Tirón de Barcelona aparte, los periodistas con base en Bruselas son los más entrenados para comprender a fondo los matices, los corchetes de quita y pon en los papeles, los mensajes entre líneas de los ministros, el mercadeo de la negociación, lo que está en juego pese a la apatía ciudadana y un lenguaje críptico que requiere al menos un año de aprendizaje. Algunos de ellos ironizan: 'Si no hay tortas en la calle, de verdad, ¿de qué coño hay que escribir aquí?'.

Frente a ellos, los paracaidistas que aterrizan por sorpresa en la carpa, los ajenos al devenir informativo de la Unión, son los únicos que trabajan sintiéndose seguros; los que concluyen en tono crack que 'el ministro no ha dicho nada'; los que corren más riesgos de repetir en los papeles, las ondas o la pantalla que la UE ha decidido tal y cual cosa. Moverse sin contexto es muy peligroso. El sólo sé que no sé nada es lo más recomendable cuando 15 delegaciones más la Comisión Europea y Mister PESC aseguran que han ganado. Cada cumbre es como un envite electoral. Sin urnas, claro.

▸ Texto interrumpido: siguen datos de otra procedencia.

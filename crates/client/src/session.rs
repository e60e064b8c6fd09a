//! Playback-session state machine.
//!
//! ```text
//! AwaitingSource -> FetchingManifest -> FetchingArtifact -> Ready
//!                          |                   |
//!                          +-------> Failed <--+
//! ```
//!
//! A "not ready" answer keeps the current state and waits the configured
//! backoff before the same request is repeated. Anything else that is not a
//! success ends the session in `Failed`, and the player keeps its plain
//! slider. Attaching a new source cancels whatever the previous one was
//! doing.

use std::sync::Arc;

use tokio_util::sync::CancellationToken;
use trickplay_core::bif::Bif;
use trickplay_core::manifest::Manifest;
use trickplay_core::types::{ticks_to_millis, ItemId, Width};

use crate::config::ClientConfig;
use crate::error::ClientError;
use crate::preview::PreviewImage;
use crate::selection::select_width;
use crate::source::{FetchOutcome, TrickplaySource};

/// What is playing and on what screen.
#[derive(Debug, Clone, PartialEq)]
pub struct MediaSource {
    pub item_id: ItemId,
    /// Total runtime in 100-ns ticks.
    pub runtime_ticks: i64,
    pub screen_width: f64,
    pub device_pixel_ratio: f64,
}

#[derive(Debug, Clone, PartialEq, Eq)]
pub enum SessionState {
    AwaitingSource,
    FetchingManifest,
    FetchingArtifact { width: Width },
    Ready { width: Width },
    Failed(Failure),
}

impl SessionState {
    pub fn is_terminal(&self) -> bool {
        matches!(self, Self::Ready { .. } | Self::Failed(_))
    }
}

#[derive(Debug, Clone, PartialEq, Eq)]
pub enum Failure {
    ManifestNotFound,
    /// The manifest has no widths listed.
    EmptyManifest,
    ArtifactNotFound { width: Width },
    /// Transport error, unexpected status or an unusable BIF.
    Fetch(String),
}

pub struct PlaybackSession<S> {
    source: Arc<S>,
    config: ClientConfig,
    media: Option<MediaSource>,
    state: SessionState,
    manifest: Option<Manifest>,
    bif: Option<Bif>,
    current: Option<PreviewImage>,
    cancel: CancellationToken,
}

impl<S: TrickplaySource> PlaybackSession<S> {
    pub fn new(source: Arc<S>, config: ClientConfig) -> Self {
        Self {
            source,
            config,
            media: None,
            state: SessionState::AwaitingSource,
            manifest: None,
            bif: None,
            current: None,
            cancel: CancellationToken::new(),
        }
    }

    pub fn state(&self) -> &SessionState {
        &self.state
    }

    pub fn manifest(&self) -> Option<&Manifest> {
        self.manifest.as_ref()
    }

    /// Token that aborts the in-flight fetch or backoff of the current
    /// source.
    pub fn cancel_token(&self) -> CancellationToken {
        self.cancel.clone()
    }

    /// Start a new playback session, abandoning the previous one.
    pub fn attach(&mut self, media: MediaSource) {
        self.reset();
        tracing::debug!(item_id = %media.item_id, "Trickplay session attached");
        self.media = Some(media);
        self.state = SessionState::FetchingManifest;
    }

    /// Drop everything held for the current source.
    pub fn detach(&mut self) {
        self.reset();
        self.state = SessionState::AwaitingSource;
    }

    /// Drive the session until it is ready, has failed, or is cancelled.
    ///
    /// Cancellation returns the session to `AwaitingSource`.
    pub async fn run(&mut self) -> &SessionState {
        let cancel = self.cancel.clone();
        while !self.state.is_terminal() && self.media.is_some() {
            let cancelled = tokio::select! {
                () = cancel.cancelled() => true,
                () = self.step() => false,
            };
            if cancelled {
                self.detach();
                break;
            }
        }
        &self.state
    }

    /// Perform one transition. A "not ready" answer sleeps the backoff and
    /// leaves the state unchanged.
    pub async fn step(&mut self) {
        let Some(media) = self.media.clone() else {
            return;
        };
        let next = match self.state.clone() {
            SessionState::FetchingManifest => self.fetch_manifest(&media).await,
            SessionState::FetchingArtifact { width } => self.fetch_artifact(&media, width).await,
            state => Ok(Some(state)),
        };
        match next {
            Ok(Some(state)) => self.state = state,
            Ok(None) => {
                tracing::info!(
                    item_id = %media.item_id,
                    backoff_secs = self.config.retry_backoff.as_secs_f64(),
                    "Trickplay data still generating, retrying later"
                );
                tokio::time::sleep(self.config.retry_backoff).await;
            }
            Err(e) => {
                tracing::debug!(item_id = %media.item_id, error = %e, "Trickplay fetch failed");
                self.state = SessionState::Failed(Failure::Fetch(e.to_string()));
            }
        }
    }

    /// Preview for a playback position in 100-ns ticks.
    ///
    /// A hit replaces the previously held preview, so at most one is alive.
    /// A miss (not ready, or past the last frame) leaves the last preview in
    /// place and returns `None`.
    pub fn preview_at(&mut self, position_ticks: i64) -> Option<&PreviewImage> {
        let frame = self.bif.as_ref()?.frame_at(ticks_to_millis(position_ticks))?;
        self.current = Some(PreviewImage::new(frame, position_ticks));
        self.current.as_ref()
    }

    /// Preview for a slider position given as a percentage of the runtime.
    pub fn preview_at_percent(&mut self, percent: f64) -> Option<&PreviewImage> {
        let runtime = self.media.as_ref()?.runtime_ticks;
        let ticks = (runtime as f64 * percent.clamp(0.0, 100.0) / 100.0) as i64;
        self.preview_at(ticks)
    }

    /// The preview most recently returned.
    pub fn current_preview(&self) -> Option<&PreviewImage> {
        self.current.as_ref()
    }

    fn reset(&mut self) {
        self.cancel.cancel();
        self.cancel = CancellationToken::new();
        self.media = None;
        self.manifest = None;
        self.bif = None;
        self.current = None;
    }

    async fn fetch_manifest(
        &mut self,
        media: &MediaSource,
    ) -> Result<Option<SessionState>, ClientError> {
        let manifest = match self.source.fetch_manifest(media.item_id).await? {
            FetchOutcome::Ready(manifest) => manifest,
            FetchOutcome::NotReady => return Ok(None),
            FetchOutcome::NotFound => {
                return Ok(Some(SessionState::Failed(Failure::ManifestNotFound)));
            }
        };

        let chosen = select_width(
            &manifest.widths(),
            media.screen_width,
            media.device_pixel_ratio,
            self.config.width_fraction,
        );
        self.manifest = Some(manifest);
        Ok(Some(match chosen {
            Some(width) => {
                tracing::info!(item_id = %media.item_id, width, "Requesting BIF");
                SessionState::FetchingArtifact { width }
            }
            None => SessionState::Failed(Failure::EmptyManifest),
        }))
    }

    async fn fetch_artifact(
        &mut self,
        media: &MediaSource,
        width: Width,
    ) -> Result<Option<SessionState>, ClientError> {
        match self.source.fetch_bif(media.item_id, width).await? {
            FetchOutcome::Ready(bytes) => {
                self.bif = Some(Bif::decode(bytes)?);
                Ok(Some(SessionState::Ready { width }))
            }
            FetchOutcome::NotReady => Ok(None),
            FetchOutcome::NotFound => {
                tracing::error!(
                    item_id = %media.item_id,
                    width,
                    "BIF listed in manifest but server returned 404"
                );
                Ok(Some(SessionState::Failed(Failure::ArtifactNotFound { width })))
            }
        }
    }
}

Luego, cuando cae la noche y los famosos 4.000 arrastran por las calles de Barcelona (insólito, semivacías de coches y atiborradas de policías) lo que los viejos del lugar llaman 'cara de cumbre' (léase ojeras, adiós maquillaje, mangas de camisa arremangadas y profunda arruga entre las cejas), la única pregunta que vale es: '¿Dónde se cena bien, dónde se baila en esta ciudad?'.

La frustración que suele acompañar a las cumbres se ha agudizado en el caso de Barcelona, y así el comentario de que duele en el alma desembarcar en una ciudad hermosa para disfrutarla sólo unas pocas horas -normalmente la mañana posterior al circo, antes de pillar un avión de vuelta a casa, o de madrugada, porque el hervidero mental de la reunión, los excesos con la nicotina y el café y los reencuentros con los colegas que se fueron o se quedaron bloquean el sueño- se ha convertido en un zumbido persistente en la capital catalana.

Tras desempeñar su papel algo híbrido, entre público y protagonista por su capacidad de reorientar la agenda de las reuniones a base de amasar titulares, muchos se van hoy sin haber visto el mar.